Hydrogène et hologrammes
C’est bien pour cela que l’Hydrogen sera le premier smartphone professionnel à capacité holographique. Comprenez par là qu’il lui sera possible de créer et diffuser du contenu holographique, 2D, 3D, en réalité virtuelle ou augmentée. Le tout sans ajout d’équipement tiers – comme ces horribles lunettes qui rendent les baisers au cinéma beaucoup moins sexys.
D’un coup, d’un seul, l’Hydrogen ringardise les Google VR et les autres casques de réalité virtuelle pourtant en plein essor. De fait, Red a bien compris qu’en l’état 3D et VR était trop invasives pour s’installer durablement en tant que technologie quotidienne. Bon nombres d’analystes les trouvent d’ailleurs trop contraignants pour dépasser le stade du gadget.
Après le R3D ; le H4V et le H30
Pour cela, RED a développé deux nouvelles technologies. Le H4V, premier format vidéo holographique. Et le H30, un algorithme de restitution multicanale à partir d’une source audio stéréo. L’idée est simple : profiter de contenus multi-dimensionnels à partir de sources bi-dimensionnelles. La problématique est liée intrinsèquement aux contenus mobiles, désormais première source de notre consommation d’images. De ces petits écrans qui ont envahis notre quotidien on en retire souvent une expérience dégradée. L’image et le son s’en retrouvent ultra-compressés, tant d’un point de vue qualitatif que spatial.

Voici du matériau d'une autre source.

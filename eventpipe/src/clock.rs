//! Monotonic timestamp source, OS thread id, and processor id. Leaf
//! component — everything else in the crate depends on it, it depends on
//! nothing else here.

use nix::time::{clock_gettime, ClockId};

/// Ticks-per-second of the values returned by [`now`]. The file header's
/// `timestamp_frequency` field is always this constant: nanosecond
/// resolution.
pub const TIMESTAMP_FREQUENCY: i64 = 1_000_000_000;

/// Current monotonic timestamp in nanoseconds since an arbitrary epoch.
/// Not comparable across processes or reboots.
pub fn now() -> i64 {
    let ts = clock_gettime(ClockId::CLOCK_MONOTONIC).expect("CLOCK_MONOTONIC unavailable");
    ts.tv_sec() * TIMESTAMP_FREQUENCY + ts.tv_nsec()
}

/// OS thread id of the calling thread (`gettid` on Linux).
pub fn current_thread_id() -> u64 {
    unsafe { libc::syscall(libc::SYS_gettid) as u64 }
}

/// Best-effort processor id of the calling thread. Returns 0 if the
/// platform call fails; it is advisory (`proc_num` in the wire format),
/// not relied on for correctness.
pub fn current_processor_id() -> u32 {
    let cpu = unsafe { libc::sched_getcpu() };
    if cpu < 0 {
        0
    } else {
        cpu as u32
    }
}

#[cfg(test)]
mod tests {
    use super::*;

    #[test]
    fn now_is_monotonic_non_decreasing() {
        let a = now();
        let b = now();
        assert!(b >= a);
    }

    #[test]
    fn thread_id_is_stable_within_a_thread() {
        assert_eq!(current_thread_id(), current_thread_id());
    }
}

Le H4V et le H30 sont deux technologies destinées à améliorer notre expérience mobile.
Leur application dépasserait bien sûr in fine le cadre du téléphone. Il est facile d’imaginer bientôt des projecteurs holographiques qui remplaceront des téléviseurs qui s’intègrent de moins en moins dans nos intérieurs épurés (Mujikea style!). Mais pour éprouver ces technologies que sont le H4V et le H30, quoi de mieux que l’objet phare de notre quotidien, le smartphone ?
Avec un stratégie bien axée
La création de ce smartphone longtemps réclamé n’est ni plus ni moins qu’une manière d’installer ces codecs d’une manière efficace. Le marché des caméras 360° et VR est déjà pris d’assaut. En sortant une autre caméra, Red ne serait vu que comme quelqu’un qui suit la tendance, là où il est habitué à être à la pointe de l’innovation.
Avant le H4V et le H30, le R3D Redcode s’est installé comme véritable figure de référence du RAW en vidéo. À tel point qu’il a souvent été imité, jamais égalé. C’est avec cette même stratégie que RED compte attaquer le marché 3D/VR aujourd’hui. Le H4V doit à terme s’installer comme format de référence dans le traitement des contenus holographiques 3D/VR. Pour cela, Red est prêt à le mettre à l’épreuve avec la création de Red Channel ; première chaîne de diffusion de contenus holographiques… et donc H4V / H30.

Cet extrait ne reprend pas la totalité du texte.